Although there is no clear evidence for recommended treatment options for delirium in critically ill patients, antipsychotic agents are routinely used as per the recommendations from some guidelines.[57,58,59] Use of Haloperidol for the treatment of delirium has a level C recommendation and was most commonly used in our survey.
Early mobilization is being increasingly used as a non-pharmacological method[60] and is associated with decreased depth of sedation, improved outcomes such as increased number of ventilator-free days and reduced hospital and ICU LOS. Multiple studies have demonstrated the safety of early mobilization of critically ill patients.[60,61,62,63] In our survey, the majority of respondents were aware of the benefit of mobilization but were limited in implementing it due to lack of support staff and concerns of safety, particularly in patients with multiple lines and those receiving ventilatory support.
Limitations of the study
A major limitation of this study is that the actual response rate cannot be determined, as the actual number of physicians who do at least part time intensive care (the denominator) is unknown. However, the number of respondents being large (659) and with varying levels of experience in critical care, cover the diverse spectrum of intensive care practices in India. Another inherent limitation of such surveys is that the reliability of individual responses cannot be ensured.
Strengths of the study
This survey includes the largest number of physicians that has participated among similar surveys conducted elsewhere.[16,17] This nation-wide survey is the first of its kind in the field of critical care medicine in India. Although we cannot claim with certainty that it is truly representative of practices in India, this study give us some idea of the MARS practices in Indian ICUs.

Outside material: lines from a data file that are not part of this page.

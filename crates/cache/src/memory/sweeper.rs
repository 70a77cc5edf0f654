//! Optional background expiry sweeper

use super::InMemoryCache;
use crate::errors::{CacheError, Result};
use std::time::Duration;
use tokio::task::JoinHandle;
use tokio::time::Instant;

/// Owns the sweeper task; aborting on drop
#[derive(Debug)]
pub struct SweeperHandle {
    handle: JoinHandle<()>,
}

impl SweeperHandle {
    pub fn abort(&self) {
        self.handle.abort();
    }

    pub fn is_finished(&self) -> bool {
        self.handle.is_finished()
    }
}

impl Drop for SweeperHandle {
    fn drop(&mut self) {
        self.handle.abort();
    }
}

impl InMemoryCache {
    /// Start purging expired entries every `interval`
    ///
    /// Returns `Ok(None)` for a zero interval. Must be called from within a
    /// tokio runtime.
    pub fn spawn_sweeper(&self, interval: Duration) -> Result<Option<SweeperHandle>> {
        if interval.is_zero() {
            return Ok(None);
        }

        let runtime = tokio::runtime::Handle::try_current().map_err(|e| {
            CacheError::configuration(format!("expiry sweeper needs a tokio runtime: {e}"))
        })?;

        // Weak so the sweeper never keeps a dropped cache alive
        let store = std::sync::Arc::downgrade(&self.inner);
        let handle = runtime.spawn(async move {
            let mut ticker = tokio::time::interval(interval);
            ticker.set_missed_tick_behavior(tokio::time::MissedTickBehavior::Skip);
            // the first tick completes immediately
            ticker.tick().await;

            loop {
                ticker.tick().await;
                let Some(store) = store.upgrade() else {
                    break;
                };
                let purged = store.write().purge_expired(Instant::now());
                if purged > 0 {
                    tracing::debug!(purged, "Expiry sweeper removed entries");
                }
            }
        });

        tracing::info!(interval = ?interval, "Started cache expiry sweeper");
        Ok(Some(SweeperHandle { handle }))
    }
}
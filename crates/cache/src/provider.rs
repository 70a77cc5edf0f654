//! Storage contract for cache backends
//!
//! A provider is pure storage: it knows nothing about coalescing or
//! recomputation. Values cross this boundary as opaque bytes so that a
//! provider may live out of process. Every method may suspend.

use crate::errors::Result;
use crate::options::SetOptions;
use async_trait::async_trait;
use bytes::Bytes;
use std::fmt::Debug;
use std::sync::Arc;

/// Pluggable storage backend used by `CacheService`
#[async_trait]
pub trait CacheProvider: Send + Sync + Debug {
    /// Get a live value
    ///
    /// Returns `Ok(None)` if the key doesn't exist or has expired. A missing
    /// key is never an error.
    async fn get(&self, key: &str) -> Result<Option<Bytes>>;

    /// Store or overwrite a value
    ///
    /// `options.tags` replace whatever tags the key carried before.
    async fn set(&self, key: &str, value: Bytes, options: SetOptions) -> Result<()>;

    /// Remove a value and every tag reference to it; no-op when absent
    async fn del(&self, key: &str) -> Result<()>;

    /// True iff `get` would return a value
    async fn has(&self, key: &str) -> Result<bool>;

    /// Union of the keys carrying any of `tags`, without duplicates
    async fn get_keys_by_tag(&self, tags: &[String]) -> Result<Vec<String>>;
}

#[async_trait]
impl<P> CacheProvider for Arc<P>
where
    P: CacheProvider + ?Sized,
{
    async fn get(&self, key: &str) -> Result<Option<Bytes>> {
        (**self).get(key).await
    }

    async fn set(&self, key: &str, value: Bytes, options: SetOptions) -> Result<()> {
        (**self).set(key, value, options).await
    }

    async fn del(&self, key: &str) -> Result<()> {
        (**self).del(key).await
    }

    async fn has(&self, key: &str) -> Result<bool> {
        (**self).has(key).await
    }

    async fn get_keys_by_tag(&self, tags: &[String]) -> Result<Vec<String>> {
        (**self).get_keys_by_tag(tags).await
    }
}
//! Cache key validation and generation

use crate::errors::{CacheError, Result, SerializationOp};
use serde::Serialize;

/// Separator between key segments
pub const KEY_SEPARATOR: &str = ":";

/// Validate that `key` can be used with any provider
pub fn validate_key(key: &str, max_len: usize) -> Result<()> {
    if key.is_empty() {
        return Err(CacheError::invalid_key(key, "Key cannot be empty"));
    }

    if key.len() > max_len {
        let shown: String = key.chars().take(50).collect();
        return Err(CacheError::invalid_key(
            format!("{shown}..."),
            format!("Key exceeds maximum length of {max_len} bytes"),
        ));
    }

    if key.contains('\0') {
        return Err(CacheError::invalid_key(key, "Key contains null bytes"));
    }

    Ok(())
}

/// Builds `prefix:owner:method:args` style keys for call-site caching
#[derive(Debug, Clone)]
pub struct CacheKeyBuilder {
    prefix: Option<String>,
    owner: String,
    method: String,
}

impl CacheKeyBuilder {
    pub fn new(owner: impl Into<String>, method: impl Into<String>) -> Self {
        Self {
            prefix: None,
            owner: owner.into(),
            method: method.into(),
        }
    }

    pub fn with_prefix(mut self, prefix: Option<String>) -> Self {
        self.prefix = prefix;
        self
    }

    /// `owner:method`, used to label errors of uncached calls
    pub fn qualified_name(&self) -> String {
        format!("{}{KEY_SEPARATOR}{}", self.owner, self.method)
    }

    /// Key with a caller-computed argument segment
    pub fn build(&self, argument_part: &str) -> String {
        let mut parts: Vec<&str> = Vec::with_capacity(4);
        if let Some(prefix) = &self.prefix {
            parts.push(prefix);
        }
        parts.push(&self.owner);
        parts.push(&self.method);
        parts.push(argument_part);
        parts.join(KEY_SEPARATOR)
    }

    /// Key whose argument segment is the JSON form of `args`
    pub fn build_from_args<A: Serialize + ?Sized>(&self, args: &A) -> Result<String> {
        let argument_part = serde_json::to_string(args).map_err(|e| {
            CacheError::serialization(self.qualified_name(), SerializationOp::Encode, e)
        })?;
        Ok(self.build(&argument_part))
    }
}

Future prospective studies targeted at practicing intensivists will give us more accurate information on these practices. It is also clear from the results of this study that some aspects of care can be improved by increasing knowledge and awareness (analgesia first, use of non-BZD sedatives, presence of delirium, etc.), while other aspects such as early mobilization, the benefits of which though well known, need better infrastructural support for implementation.
Conclusion
Despite the inherent limitation of our survey, the data represent the diverse nature of sedation practices in Indian ICUs. The results of this survey suggest that compliance with existing guidelines is low. BZDs still remain the predominant sedative used in the ICU. Giving analgesia before sedation is almost non-existent. Delirium remains an under-recognized entity. Monitoring of sedation levels, analgesia and delirium is low and validated and recommended scales for the same are rarely used. Although awareness of the benefits of early mobilization is high, the implementation is low.
Footnotes
Source of Support: Indian Society of Critical Care Medicine(ISCCM)
Conflict of Interest: None declared.